= Automatic target recognition =

Ability to automatically recognize targets

Automatic target recognition (ATR) is the ability for an algorithm or device to recognize targets or other objects based on data obtained from sensors.

Target recognition was initially done by using an audible representation of the received signal, where a trained operator who would decipher that sound to classify the target illuminated by the radar. While these trained operators had success, automated methods have been developed and continue to be developed that allow for more accuracy and speed in classification. ATR can be used to identify man-made objects such as ground and air vehicles as well as for biological targets such as animals, humans, and vegetative clutter. This can be useful for everything from recognizing an object on a battlefield to filtering out interference caused by large flocks of birds on Doppler weather radar.

Possible military applications include a simple identification system such as an IFF transponder, and is used in other applications such as unmanned aerial vehicles and cruise missiles. There has been more and more interest shown in using ATR for domestic applications as well. Research has been done into using ATR for border security, safety systems to identify objects or people on a subway track, automated vehicles, and many others.

==Concept==
===History===
Target recognition has existed almost as long as radar. Radar operators would identify enemy bombers and fighters through the audio representation that was received by the reflected signal (see Radar in World War II).

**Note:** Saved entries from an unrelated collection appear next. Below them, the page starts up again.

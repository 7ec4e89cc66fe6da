// Copyright (c) The golden-trace Contributors
// SPDX-License-Identifier: MIT OR Apache-2.0

use camino::{Utf8Path, Utf8PathBuf};
use camino_tempfile::Utf8TempDir;
use cp_r::CopyOptions;
use fs_err as fs;
use integration_tests::{fake_power::FAKE_TOOL_ENV, golden_trace_cli::GoldenTraceCli};

pub const GOLDEN_TRACE_BIN: &str = env!("CARGO_BIN_EXE_golden-trace-dup");
const FAKE_DRAMPOWER_BIN: &str = env!("CARGO_BIN_EXE_fake-drampower");
const FAKE_MAKE_BIN: &str = env!("CARGO_BIN_EXE_fake-make");

fn drampower_tree_dir() -> Utf8PathBuf {
    Utf8Path::new(env!("CARGO_MANIFEST_DIR")).join("../fixtures/drampower-tree")
}

/// A temporary copy of the fixture source tree, configured to build with the fake build system.
#[derive(Debug)]
pub struct TempSourceTree {
    // Kept alive for the lifetime of the tree.
    _temp_dir: Utf8TempDir,
    source_root: Utf8PathBuf,
}

impl TempSourceTree {
    pub fn new() -> color_eyre::Result<Self> {
        Self::with_build_program(FAKE_MAKE_BIN)
    }

    pub fn with_build_program(program: &str) -> color_eyre::Result<Self> {
        let temp_dir = camino_tempfile::Builder::new()
            .prefix("golden-trace-fixture-")
            .tempdir()?;
        let source_root = temp_dir.path().join("src");

        fs::create_dir_all(&source_root)?;
        CopyOptions::new().copy_tree(drampower_tree_dir(), &source_root)?;

        let config_dir = source_root.join(".config");
        fs::create_dir_all(&config_dir)?;
        fs::write(
            config_dir.join("golden-trace.toml"),
            format!("[build]\nprogram = {program:?}\n"),
        )?;

        Ok(Self {
            _temp_dir: temp_dir,
            source_root,
        })
    }

    pub fn source_root(&self) -> &Utf8Path {
        &self.source_root
    }

    pub fn reference_dir(&self) -> Utf8PathBuf {
        self.source_root.join("test/reference")
    }

    /// Returns a golden-trace invocation pointed at this tree.
    pub fn cli(&self) -> GoldenTraceCli {
        let mut cli = GoldenTraceCli::new(GOLDEN_TRACE_BIN);
        cli.args(["--source-root", self.source_root.as_str()])
            .env(FAKE_TOOL_ENV, FAKE_DRAMPOWER_BIN);
        cli
    }

    /// Runs `golden-trace regenerate` with the given filters, which must succeed.
    pub fn regenerate(&self, filters: &[&str]) {
        self.cli()
            .arg("regenerate")
            .args(filters.iter().copied())
            .output();
    }
}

Target recognition was done for years by playing the baseband signal to the operator. Listening to this signal, trained radar operators can identify various pieces of information about the illuminated target, such as the type of vehicle it is, the size of the target, and can potentially even distinguish biological targets. However, there are many limitations to this approach. The operator must be trained for what each target will sound like, if the target is traveling at a high speed it may no longer be audible, and the human decision component makes the probability of error high. However, this idea of audibly representing the signal did provide a basis for automated classification of targets. Several classifications schemes that have been developed use features of the baseband signal that have been used in other audio applications such as speech recognition.

===Overview===
====Micro-Doppler Effect====
Radar determines the distance an object is away by timing how long it takes the transmitted signal to return from the target that is illuminated by this signal. When this object is not stationary, it causes a frequency shift known as the Doppler effect. In addition to the translational motion of the entire object, an additional frequency shift can be caused by the object vibrating or spinning. When this happens the Doppler shifted signal will become modulated. This additional Doppler effect causing the modulation of the signal is known as the micro-Doppler effect. This modulation can have a certain pattern, or signature, that will allow for algorithms to be developed for ATR. The micro-Doppler effect will change over time depending on the motion of the target, causing a time and frequency varying signal.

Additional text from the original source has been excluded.